◆ **WORK TO BE COMPLETED**: The response should consist of every record, reproduced exactly.

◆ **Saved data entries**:
- Opening Delimiter -
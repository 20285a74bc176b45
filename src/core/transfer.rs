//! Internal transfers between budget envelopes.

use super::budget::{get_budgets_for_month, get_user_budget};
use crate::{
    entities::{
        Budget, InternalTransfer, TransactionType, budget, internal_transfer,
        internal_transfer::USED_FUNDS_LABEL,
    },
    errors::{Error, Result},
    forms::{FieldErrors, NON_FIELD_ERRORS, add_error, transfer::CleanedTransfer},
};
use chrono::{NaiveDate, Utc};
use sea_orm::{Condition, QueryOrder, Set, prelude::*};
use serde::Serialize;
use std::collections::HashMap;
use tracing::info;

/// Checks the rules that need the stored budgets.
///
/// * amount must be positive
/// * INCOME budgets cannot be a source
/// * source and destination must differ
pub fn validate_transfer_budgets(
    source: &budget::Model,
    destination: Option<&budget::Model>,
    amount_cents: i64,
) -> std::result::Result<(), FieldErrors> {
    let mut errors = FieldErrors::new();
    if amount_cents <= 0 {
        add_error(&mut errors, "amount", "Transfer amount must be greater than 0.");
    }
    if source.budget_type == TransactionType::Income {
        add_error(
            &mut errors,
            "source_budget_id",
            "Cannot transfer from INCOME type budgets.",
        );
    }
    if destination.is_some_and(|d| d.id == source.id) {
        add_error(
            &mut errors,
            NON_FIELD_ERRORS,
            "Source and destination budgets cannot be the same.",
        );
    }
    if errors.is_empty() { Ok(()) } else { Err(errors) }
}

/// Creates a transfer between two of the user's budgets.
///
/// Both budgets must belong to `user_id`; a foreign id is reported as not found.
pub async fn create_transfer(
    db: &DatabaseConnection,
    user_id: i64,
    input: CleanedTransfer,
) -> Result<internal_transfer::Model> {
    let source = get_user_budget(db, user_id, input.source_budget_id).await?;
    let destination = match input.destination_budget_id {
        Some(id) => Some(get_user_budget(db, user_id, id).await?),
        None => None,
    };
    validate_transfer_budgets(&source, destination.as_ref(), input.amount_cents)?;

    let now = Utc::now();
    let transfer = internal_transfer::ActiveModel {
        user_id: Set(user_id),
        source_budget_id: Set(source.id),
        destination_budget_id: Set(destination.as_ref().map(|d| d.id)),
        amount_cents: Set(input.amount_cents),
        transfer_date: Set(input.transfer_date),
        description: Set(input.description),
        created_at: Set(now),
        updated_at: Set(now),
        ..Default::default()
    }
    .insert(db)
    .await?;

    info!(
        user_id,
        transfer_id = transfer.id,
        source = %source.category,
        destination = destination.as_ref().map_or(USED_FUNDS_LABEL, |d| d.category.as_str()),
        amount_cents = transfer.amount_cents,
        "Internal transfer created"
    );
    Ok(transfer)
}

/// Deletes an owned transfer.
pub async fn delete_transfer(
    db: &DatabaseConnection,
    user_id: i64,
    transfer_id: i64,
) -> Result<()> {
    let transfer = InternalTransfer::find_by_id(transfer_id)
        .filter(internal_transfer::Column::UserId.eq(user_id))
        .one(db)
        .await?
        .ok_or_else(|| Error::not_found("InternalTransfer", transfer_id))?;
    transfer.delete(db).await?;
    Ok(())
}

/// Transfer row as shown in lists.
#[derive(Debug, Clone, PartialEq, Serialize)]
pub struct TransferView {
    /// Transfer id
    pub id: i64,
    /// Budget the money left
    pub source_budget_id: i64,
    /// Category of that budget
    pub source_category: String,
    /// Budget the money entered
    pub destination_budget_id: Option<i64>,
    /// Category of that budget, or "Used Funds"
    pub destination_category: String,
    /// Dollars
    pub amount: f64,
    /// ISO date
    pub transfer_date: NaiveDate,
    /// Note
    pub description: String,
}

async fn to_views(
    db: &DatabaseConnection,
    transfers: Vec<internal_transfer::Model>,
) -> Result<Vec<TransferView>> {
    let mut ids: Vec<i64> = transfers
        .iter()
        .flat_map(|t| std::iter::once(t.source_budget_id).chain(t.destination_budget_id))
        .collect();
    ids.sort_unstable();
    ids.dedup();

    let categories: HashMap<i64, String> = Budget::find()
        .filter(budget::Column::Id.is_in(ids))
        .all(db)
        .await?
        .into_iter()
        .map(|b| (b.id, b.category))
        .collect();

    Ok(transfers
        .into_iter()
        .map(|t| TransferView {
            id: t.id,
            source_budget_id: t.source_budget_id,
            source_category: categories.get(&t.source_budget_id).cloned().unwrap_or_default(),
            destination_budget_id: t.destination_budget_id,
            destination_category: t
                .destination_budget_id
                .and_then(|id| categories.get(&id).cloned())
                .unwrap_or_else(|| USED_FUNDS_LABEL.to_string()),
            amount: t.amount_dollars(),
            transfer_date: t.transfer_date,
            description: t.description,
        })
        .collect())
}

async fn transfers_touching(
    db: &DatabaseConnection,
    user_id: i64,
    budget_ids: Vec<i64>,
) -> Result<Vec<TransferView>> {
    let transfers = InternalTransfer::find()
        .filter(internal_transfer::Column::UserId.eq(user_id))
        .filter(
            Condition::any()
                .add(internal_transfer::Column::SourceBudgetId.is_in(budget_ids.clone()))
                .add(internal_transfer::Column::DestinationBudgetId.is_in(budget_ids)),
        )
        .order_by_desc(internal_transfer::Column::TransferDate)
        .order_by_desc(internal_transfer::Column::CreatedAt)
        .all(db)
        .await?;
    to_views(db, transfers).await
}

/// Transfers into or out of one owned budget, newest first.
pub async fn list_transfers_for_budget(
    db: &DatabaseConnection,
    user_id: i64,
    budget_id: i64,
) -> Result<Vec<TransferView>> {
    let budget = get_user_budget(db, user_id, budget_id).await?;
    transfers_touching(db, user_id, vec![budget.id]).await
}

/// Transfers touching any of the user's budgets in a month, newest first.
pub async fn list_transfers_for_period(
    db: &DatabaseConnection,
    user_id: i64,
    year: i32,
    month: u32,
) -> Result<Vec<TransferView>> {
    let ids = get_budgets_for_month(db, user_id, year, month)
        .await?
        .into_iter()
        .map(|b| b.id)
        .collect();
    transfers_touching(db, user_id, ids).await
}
- Closing Delimiter -
◆ **SOLUTION TO THE EXERCISE**:
repository 20285a74bc176b45
filename src/core/transfer.rs
//! Internal transfers between budget envelopes.

use super::budget::{get_budgets_for_month, get_user_budget};
use crate::{
    entities::{
        Budget, InternalTransfer, TransactionType, budget, internal_transfer,
        internal_transfer::USED_FUNDS_LABEL,
    },
    errors::{Error, Result},
    forms::{FieldErrors, NON_FIELD_ERRORS, add_error, transfer::CleanedTransfer},
};
use chrono::{NaiveDate, Utc};
use sea_orm::{Condition, QueryOrder, Set, prelude::*};
use serde::Serialize;
use std::collections::HashMap;
use tracing::info;

/// Checks the rules that need the stored budgets.
///
/// * amount must be positive
/// * INCOME budgets cannot be a source
/// * source and destination must differ
pub fn validate_transfer_budgets(
    source: &budget::Model,
    destination: Option<&budget::Model>,
    amount_cents: i64,
) -> std::result::Result<(), FieldErrors> {
    let mut errors = FieldErrors::new();
    if amount_cents <= 0 {
        add_error(&mut errors, "amount", "Transfer amount must be greater than 0.");
    }
    if source.budget_type == TransactionType::Income {
        add_error(
            &mut errors,
            "source_budget_id",
            "Cannot transfer from INCOME type budgets.",
        );
    }
    if destination.is_some_and(|d| d.id == source.id) {
        add_error(
            &mut errors,
            NON_FIELD_ERRORS,
            "Source and destination budgets cannot be the same.",
        );
    }
    if errors.is_empty() { Ok(()) } else { Err(errors) }
}

/// Creates a transfer between two of the user's budgets.
///
/// Both budgets must belong to `user_id`; a foreign id is reported as not found.
pub async fn create_transfer(
    db: &DatabaseConnection,
    user_id: i64,
    input: CleanedTransfer,
) -> Result<internal_transfer::Model> {
    let source = get_user_budget(db, user_id, input.source_budget_id).await?;
    let destination = match input.destination_budget_id {
        Some(id) => Some(get_user_budget(db, user_id, id).await?),
        None => None,
    };
    validate_transfer_budgets(&source, destination.as_ref(), input.amount_cents)?;

    let now = Utc::now();
    let transfer = internal_transfer::ActiveModel {
        user_id: Set(user_id),
        source_budget_id: Set(source.id),
        destination_budget_id: Set(destination.as_ref().map(|d| d.id)),
        amount_cents: Set(input.amount_cents),
        transfer_date: Set(input.transfer_date),
        description: Set(input.description),
        created_at: Set(now),
        updated_at: Set(now),
        ..Default::default()
    }
    .insert(db)
    .await?;

    info!(
        user_id,
        transfer_id = transfer.id,
        source = %source.category,
        destination = destination.as_ref().map_or(USED_FUNDS_LABEL, |d| d.category.as_str()),
        amount_cents = transfer.amount_cents,
        "Internal transfer created"
    );
    Ok(transfer)
}

/// Deletes an owned transfer.
pub async fn delete_transfer(
    db: &DatabaseConnection,
    user_id: i64,
    transfer_id: i64,
) -> Result<()> {
    let transfer = InternalTransfer::find_by_id(transfer_id)
        .filter(internal_transfer::Column::UserId.eq(user_id))
        .one(db)
        .await?
        .ok_or_else(|| Error::not_found("InternalTransfer", transfer_id))?;
    transfer.delete(db).await?;
    Ok(())
}

/// Transfer row as shown in lists.
#[derive(Debug, Clone, PartialEq, Serialize)]
pub struct TransferView {
    /// Transfer id
    pub id: i64,
    /// Budget the money left
    pub source_budget_id: i64,
    /// Category of that budget
    pub source_category: String,
    /// Budget the money entered
    pub destination_budget_id: Option<i64>,
    /// Category of that budget, or "Used Funds"
    pub destination_category: String,
    /// Dollars
    pub amount: f64,
    /// ISO date
    pub transfer_date: NaiveDate,
    /// Note
    pub description: String,
}

async fn to_views(
    db: &DatabaseConnection,
    transfers: Vec<internal_transfer::Model>,
) -> Result<Vec<TransferView>> {
    let mut ids: Vec<i64> = transfers
        .iter()
        .flat_map(|t| std::iter::once(t.source_budget_id).chain(t.destination_budget_id))
        .collect();
    ids.sort_unstable();
    ids.dedup();

    let categories: HashMap<i64, String> = Budget::find()
        .filter(budget::Column::Id.is_in(ids))
        .all(db)
        .await?
        .into_iter()
        .map(|b| (b.id, b.category))
        .collect();

    Ok(transfers
        .into_iter()
        .map(|t| TransferView {
            id: t.id,
            source_budget_id: t.source_budget_id,
            source_category: categories.get(&t.source_budget_id).cloned().unwrap_or_default(),
            destination_budget_id: t.destination_budget_id,
            destination_category: t
                .destination_budget_id
                .and_then(|id| categories.get(&id).cloned())
                .unwrap_or_else(|| USED_FUNDS_LABEL.to_string()),
            amount: t.amount_dollars(),
            transfer_date: t.transfer_date,
            description: t.description,
        })
        .collect())
}

async fn transfers_touching(
    db: &DatabaseConnection,
    user_id: i64,
    budget_ids: Vec<i64>,
) -> Result<Vec<TransferView>> {
    let transfers = InternalTransfer::find()
        .filter(internal_transfer::Column::UserId.eq(user_id))
        .filter(
            Condition::any()
                .add(internal_transfer::Column::SourceBudgetId.is_in(budget_ids.clone()))
                .add(internal_transfer::Column::DestinationBudgetId.is_in(budget_ids)),
        )
        .order_by_desc(internal_transfer::Column::TransferDate)
        .order_by_desc(internal_transfer::Column::CreatedAt)
        .all(db)
        .await?;
    to_views(db, transfers).await
}

/// Transfers into or out of one owned budget, newest first.
pub async fn list_transfers_for_budget(
    db: &DatabaseConnection,
    user_id: i64,
    budget_id: i64,
) -> Result<Vec<TransferView>> {
    let budget = get_user_budget(db, user_id, budget_id).await?;
    transfers_touching(db, user_id, vec![budget.id]).await
}

/// Transfers touching any of the user's budgets in a month, newest first.
pub async fn list_transfers_for_period(
    db: &DatabaseConnection,
    user_id: i64,
    year: i32,
    month: u32,
) -> Result<Vec<TransferView>> {
    let ids = get_budgets_for_month(db, user_id, year, month)
        .await?
        .into_iter()
        .map(|b| b.id)
        .collect();
    transfers_touching(db, user_id, ids).await
}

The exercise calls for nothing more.